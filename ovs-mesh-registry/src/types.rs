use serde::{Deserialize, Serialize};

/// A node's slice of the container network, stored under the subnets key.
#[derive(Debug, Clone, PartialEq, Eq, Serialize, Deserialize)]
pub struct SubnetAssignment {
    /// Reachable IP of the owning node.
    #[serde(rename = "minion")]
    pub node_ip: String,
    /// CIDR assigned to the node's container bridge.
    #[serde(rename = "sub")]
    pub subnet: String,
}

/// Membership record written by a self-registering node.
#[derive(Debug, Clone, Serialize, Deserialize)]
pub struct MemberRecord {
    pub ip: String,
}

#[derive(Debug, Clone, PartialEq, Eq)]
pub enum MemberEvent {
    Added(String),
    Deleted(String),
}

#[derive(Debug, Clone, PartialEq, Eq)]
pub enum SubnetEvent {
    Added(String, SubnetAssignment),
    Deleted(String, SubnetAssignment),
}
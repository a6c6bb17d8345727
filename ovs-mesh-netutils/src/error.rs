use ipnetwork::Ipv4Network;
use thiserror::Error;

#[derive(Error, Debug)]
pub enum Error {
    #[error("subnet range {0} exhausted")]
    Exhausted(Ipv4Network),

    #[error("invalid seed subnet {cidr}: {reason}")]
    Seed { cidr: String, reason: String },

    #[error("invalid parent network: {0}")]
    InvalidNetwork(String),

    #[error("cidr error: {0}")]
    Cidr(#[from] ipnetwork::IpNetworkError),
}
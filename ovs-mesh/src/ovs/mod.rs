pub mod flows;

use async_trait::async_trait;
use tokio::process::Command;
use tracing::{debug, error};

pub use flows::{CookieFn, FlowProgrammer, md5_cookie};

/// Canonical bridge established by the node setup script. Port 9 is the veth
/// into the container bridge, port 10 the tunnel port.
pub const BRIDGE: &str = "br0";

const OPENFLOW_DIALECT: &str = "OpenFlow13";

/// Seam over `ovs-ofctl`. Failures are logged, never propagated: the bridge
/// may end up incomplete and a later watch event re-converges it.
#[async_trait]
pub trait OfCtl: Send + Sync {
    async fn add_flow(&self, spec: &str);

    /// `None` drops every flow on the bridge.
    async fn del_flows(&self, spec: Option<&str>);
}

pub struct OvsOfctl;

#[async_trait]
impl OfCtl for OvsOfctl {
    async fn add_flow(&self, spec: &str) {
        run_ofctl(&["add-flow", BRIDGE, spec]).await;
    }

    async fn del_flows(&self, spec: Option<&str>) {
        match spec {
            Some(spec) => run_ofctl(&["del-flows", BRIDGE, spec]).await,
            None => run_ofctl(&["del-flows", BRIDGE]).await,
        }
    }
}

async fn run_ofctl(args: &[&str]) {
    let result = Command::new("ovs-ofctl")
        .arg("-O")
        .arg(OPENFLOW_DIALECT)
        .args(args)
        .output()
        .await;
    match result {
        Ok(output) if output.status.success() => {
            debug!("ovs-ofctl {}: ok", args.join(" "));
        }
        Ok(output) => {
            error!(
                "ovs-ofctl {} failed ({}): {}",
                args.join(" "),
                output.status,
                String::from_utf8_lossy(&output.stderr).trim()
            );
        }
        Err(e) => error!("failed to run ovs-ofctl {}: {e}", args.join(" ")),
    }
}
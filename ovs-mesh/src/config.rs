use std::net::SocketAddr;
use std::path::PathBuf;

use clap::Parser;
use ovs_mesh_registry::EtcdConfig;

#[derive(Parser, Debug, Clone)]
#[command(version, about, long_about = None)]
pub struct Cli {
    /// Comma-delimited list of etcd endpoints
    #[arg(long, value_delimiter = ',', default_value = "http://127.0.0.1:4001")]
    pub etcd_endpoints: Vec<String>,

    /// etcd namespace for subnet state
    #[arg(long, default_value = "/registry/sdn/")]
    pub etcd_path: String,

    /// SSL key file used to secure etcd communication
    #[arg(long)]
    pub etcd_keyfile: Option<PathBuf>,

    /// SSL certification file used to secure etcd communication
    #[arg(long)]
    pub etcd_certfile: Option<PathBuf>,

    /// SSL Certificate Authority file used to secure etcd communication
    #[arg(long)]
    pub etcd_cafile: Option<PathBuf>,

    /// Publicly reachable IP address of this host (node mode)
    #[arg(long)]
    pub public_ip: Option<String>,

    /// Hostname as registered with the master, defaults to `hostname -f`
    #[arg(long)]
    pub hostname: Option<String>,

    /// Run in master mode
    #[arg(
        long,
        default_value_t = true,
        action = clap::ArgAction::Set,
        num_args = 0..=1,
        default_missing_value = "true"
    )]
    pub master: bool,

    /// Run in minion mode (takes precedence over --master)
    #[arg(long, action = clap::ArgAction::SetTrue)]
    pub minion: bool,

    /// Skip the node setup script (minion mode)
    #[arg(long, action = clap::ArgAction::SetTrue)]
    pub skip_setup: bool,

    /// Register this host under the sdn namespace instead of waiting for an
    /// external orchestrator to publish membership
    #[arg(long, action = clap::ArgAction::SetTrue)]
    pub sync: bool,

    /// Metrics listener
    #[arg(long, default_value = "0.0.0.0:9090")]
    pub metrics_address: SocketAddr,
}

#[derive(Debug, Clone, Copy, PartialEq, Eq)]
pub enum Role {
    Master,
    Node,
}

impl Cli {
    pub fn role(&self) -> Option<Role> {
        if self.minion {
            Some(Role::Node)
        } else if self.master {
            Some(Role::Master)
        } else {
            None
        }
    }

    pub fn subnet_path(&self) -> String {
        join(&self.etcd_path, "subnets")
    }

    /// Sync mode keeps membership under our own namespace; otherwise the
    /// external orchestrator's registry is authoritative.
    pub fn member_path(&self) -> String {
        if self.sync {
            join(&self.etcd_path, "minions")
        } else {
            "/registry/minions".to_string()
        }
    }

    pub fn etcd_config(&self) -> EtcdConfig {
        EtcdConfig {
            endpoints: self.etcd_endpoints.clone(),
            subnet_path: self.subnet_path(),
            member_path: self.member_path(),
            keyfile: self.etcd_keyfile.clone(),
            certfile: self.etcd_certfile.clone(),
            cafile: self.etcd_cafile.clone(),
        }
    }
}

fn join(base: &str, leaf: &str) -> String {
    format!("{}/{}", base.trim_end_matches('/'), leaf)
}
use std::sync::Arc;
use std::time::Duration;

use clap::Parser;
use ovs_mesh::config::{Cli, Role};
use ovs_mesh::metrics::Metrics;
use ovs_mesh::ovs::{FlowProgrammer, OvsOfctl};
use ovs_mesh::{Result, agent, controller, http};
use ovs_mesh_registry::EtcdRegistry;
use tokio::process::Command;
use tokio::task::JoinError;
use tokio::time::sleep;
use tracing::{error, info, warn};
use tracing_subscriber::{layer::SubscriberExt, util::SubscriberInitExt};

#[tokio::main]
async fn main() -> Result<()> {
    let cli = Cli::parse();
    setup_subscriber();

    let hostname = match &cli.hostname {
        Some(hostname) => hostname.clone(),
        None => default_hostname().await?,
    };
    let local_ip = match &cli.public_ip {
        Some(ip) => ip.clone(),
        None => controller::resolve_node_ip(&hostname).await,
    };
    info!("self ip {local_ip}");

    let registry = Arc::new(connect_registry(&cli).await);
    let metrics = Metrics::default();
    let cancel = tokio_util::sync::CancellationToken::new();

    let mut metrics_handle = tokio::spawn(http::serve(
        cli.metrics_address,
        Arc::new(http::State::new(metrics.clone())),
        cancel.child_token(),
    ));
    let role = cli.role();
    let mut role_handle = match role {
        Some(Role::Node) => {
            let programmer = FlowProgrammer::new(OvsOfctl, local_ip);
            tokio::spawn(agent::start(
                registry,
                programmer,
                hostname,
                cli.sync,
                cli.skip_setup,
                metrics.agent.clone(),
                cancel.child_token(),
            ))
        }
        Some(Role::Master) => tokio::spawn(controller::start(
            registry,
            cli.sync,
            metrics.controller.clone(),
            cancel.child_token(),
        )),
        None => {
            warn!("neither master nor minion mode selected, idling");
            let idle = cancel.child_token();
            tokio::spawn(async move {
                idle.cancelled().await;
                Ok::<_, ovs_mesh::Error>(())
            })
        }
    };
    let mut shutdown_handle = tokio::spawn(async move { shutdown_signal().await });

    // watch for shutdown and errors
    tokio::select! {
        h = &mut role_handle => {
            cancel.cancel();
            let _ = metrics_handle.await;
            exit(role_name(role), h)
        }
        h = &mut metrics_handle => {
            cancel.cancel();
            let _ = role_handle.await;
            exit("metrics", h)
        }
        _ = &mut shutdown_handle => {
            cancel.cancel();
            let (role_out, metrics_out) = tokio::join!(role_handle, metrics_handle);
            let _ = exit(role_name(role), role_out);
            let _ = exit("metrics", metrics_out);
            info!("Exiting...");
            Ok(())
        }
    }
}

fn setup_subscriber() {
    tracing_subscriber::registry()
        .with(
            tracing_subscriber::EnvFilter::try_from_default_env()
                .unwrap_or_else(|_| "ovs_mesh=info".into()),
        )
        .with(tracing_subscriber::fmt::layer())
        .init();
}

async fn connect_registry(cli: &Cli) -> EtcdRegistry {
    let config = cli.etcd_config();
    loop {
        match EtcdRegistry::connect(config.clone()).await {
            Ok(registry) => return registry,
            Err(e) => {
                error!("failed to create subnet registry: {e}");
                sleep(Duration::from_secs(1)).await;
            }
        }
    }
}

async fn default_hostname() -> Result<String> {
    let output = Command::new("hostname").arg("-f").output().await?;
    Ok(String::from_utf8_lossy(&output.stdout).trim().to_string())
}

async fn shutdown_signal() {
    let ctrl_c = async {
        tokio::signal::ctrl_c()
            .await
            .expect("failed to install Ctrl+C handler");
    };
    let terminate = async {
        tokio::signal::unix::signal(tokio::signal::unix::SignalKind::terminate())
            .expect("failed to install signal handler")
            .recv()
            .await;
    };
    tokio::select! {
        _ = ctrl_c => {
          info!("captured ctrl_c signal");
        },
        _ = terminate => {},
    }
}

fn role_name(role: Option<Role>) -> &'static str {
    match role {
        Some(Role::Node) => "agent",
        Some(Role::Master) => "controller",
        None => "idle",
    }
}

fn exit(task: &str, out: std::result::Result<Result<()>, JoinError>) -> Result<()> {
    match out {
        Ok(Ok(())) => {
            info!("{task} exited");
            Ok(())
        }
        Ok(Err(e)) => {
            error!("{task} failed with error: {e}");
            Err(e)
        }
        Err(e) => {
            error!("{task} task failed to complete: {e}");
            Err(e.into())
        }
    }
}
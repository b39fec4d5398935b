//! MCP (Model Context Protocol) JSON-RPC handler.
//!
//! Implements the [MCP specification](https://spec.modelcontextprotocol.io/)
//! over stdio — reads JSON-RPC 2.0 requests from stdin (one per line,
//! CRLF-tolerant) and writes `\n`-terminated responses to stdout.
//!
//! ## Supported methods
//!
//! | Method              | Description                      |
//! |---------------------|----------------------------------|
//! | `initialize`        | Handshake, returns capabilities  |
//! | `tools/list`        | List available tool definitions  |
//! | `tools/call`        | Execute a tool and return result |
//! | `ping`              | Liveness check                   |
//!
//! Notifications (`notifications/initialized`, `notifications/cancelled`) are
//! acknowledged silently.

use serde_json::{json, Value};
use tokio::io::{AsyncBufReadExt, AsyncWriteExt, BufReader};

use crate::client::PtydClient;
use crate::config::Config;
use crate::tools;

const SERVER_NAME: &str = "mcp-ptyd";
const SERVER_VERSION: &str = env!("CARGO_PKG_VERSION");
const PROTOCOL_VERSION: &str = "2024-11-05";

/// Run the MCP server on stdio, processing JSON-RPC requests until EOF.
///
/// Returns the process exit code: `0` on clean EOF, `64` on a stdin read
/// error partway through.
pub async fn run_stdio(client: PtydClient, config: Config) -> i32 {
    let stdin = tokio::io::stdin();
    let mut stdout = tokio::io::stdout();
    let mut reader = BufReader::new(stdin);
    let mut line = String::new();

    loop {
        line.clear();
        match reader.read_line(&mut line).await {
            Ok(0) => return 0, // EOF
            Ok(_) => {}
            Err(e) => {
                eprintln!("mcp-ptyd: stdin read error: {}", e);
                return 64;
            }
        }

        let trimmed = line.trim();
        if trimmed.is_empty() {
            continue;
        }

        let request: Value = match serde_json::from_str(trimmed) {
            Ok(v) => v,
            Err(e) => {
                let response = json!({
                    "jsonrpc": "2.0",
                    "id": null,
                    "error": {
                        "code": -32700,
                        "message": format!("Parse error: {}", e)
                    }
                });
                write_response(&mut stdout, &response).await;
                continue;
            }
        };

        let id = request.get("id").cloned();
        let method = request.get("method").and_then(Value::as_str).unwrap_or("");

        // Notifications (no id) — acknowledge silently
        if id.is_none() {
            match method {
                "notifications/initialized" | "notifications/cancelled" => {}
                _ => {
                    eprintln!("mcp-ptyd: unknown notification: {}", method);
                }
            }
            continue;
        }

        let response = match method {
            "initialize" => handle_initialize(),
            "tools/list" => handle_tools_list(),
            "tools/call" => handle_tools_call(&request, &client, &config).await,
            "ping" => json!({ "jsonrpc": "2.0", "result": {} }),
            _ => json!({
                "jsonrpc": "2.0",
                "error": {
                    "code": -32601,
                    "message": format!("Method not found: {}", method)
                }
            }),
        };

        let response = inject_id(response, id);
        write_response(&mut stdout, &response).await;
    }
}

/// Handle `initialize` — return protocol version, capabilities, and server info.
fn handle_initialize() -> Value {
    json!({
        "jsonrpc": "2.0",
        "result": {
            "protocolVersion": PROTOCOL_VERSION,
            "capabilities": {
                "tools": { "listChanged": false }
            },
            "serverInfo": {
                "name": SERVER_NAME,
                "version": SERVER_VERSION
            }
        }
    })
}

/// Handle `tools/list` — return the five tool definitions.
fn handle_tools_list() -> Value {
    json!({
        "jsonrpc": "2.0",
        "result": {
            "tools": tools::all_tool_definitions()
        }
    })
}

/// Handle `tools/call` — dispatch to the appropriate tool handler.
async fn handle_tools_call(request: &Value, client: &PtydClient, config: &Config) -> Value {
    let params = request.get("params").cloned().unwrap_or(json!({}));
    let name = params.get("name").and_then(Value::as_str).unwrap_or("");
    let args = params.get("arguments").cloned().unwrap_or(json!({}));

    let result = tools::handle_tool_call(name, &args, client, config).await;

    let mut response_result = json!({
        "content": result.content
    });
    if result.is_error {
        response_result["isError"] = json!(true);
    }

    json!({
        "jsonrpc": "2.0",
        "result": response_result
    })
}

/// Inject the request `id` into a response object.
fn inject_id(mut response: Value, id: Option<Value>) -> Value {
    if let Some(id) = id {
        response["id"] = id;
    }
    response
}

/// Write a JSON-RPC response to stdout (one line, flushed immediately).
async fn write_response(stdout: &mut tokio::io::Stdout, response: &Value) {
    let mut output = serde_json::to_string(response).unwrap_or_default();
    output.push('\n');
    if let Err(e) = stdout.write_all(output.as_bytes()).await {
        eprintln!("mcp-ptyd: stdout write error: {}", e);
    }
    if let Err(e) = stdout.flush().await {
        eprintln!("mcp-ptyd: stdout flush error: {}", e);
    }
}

-=-=-=-=-

» PROBLEM TO SOLVE:
Throughout the data above, copy all lines where the word "client" is found.

» WRITTEN ANSWER:
use crate::client::PtydClient;
pub async fn run_stdio(client: PtydClient, config: Config) -> i32 {
            "tools/call" => handle_tools_call(&request, &client, &config).await,
async fn handle_tools_call(request: &Value, client: &PtydClient, config: &Config) -> Value {
    let result = tools::handle_tool_call(name, &args, client, config).await;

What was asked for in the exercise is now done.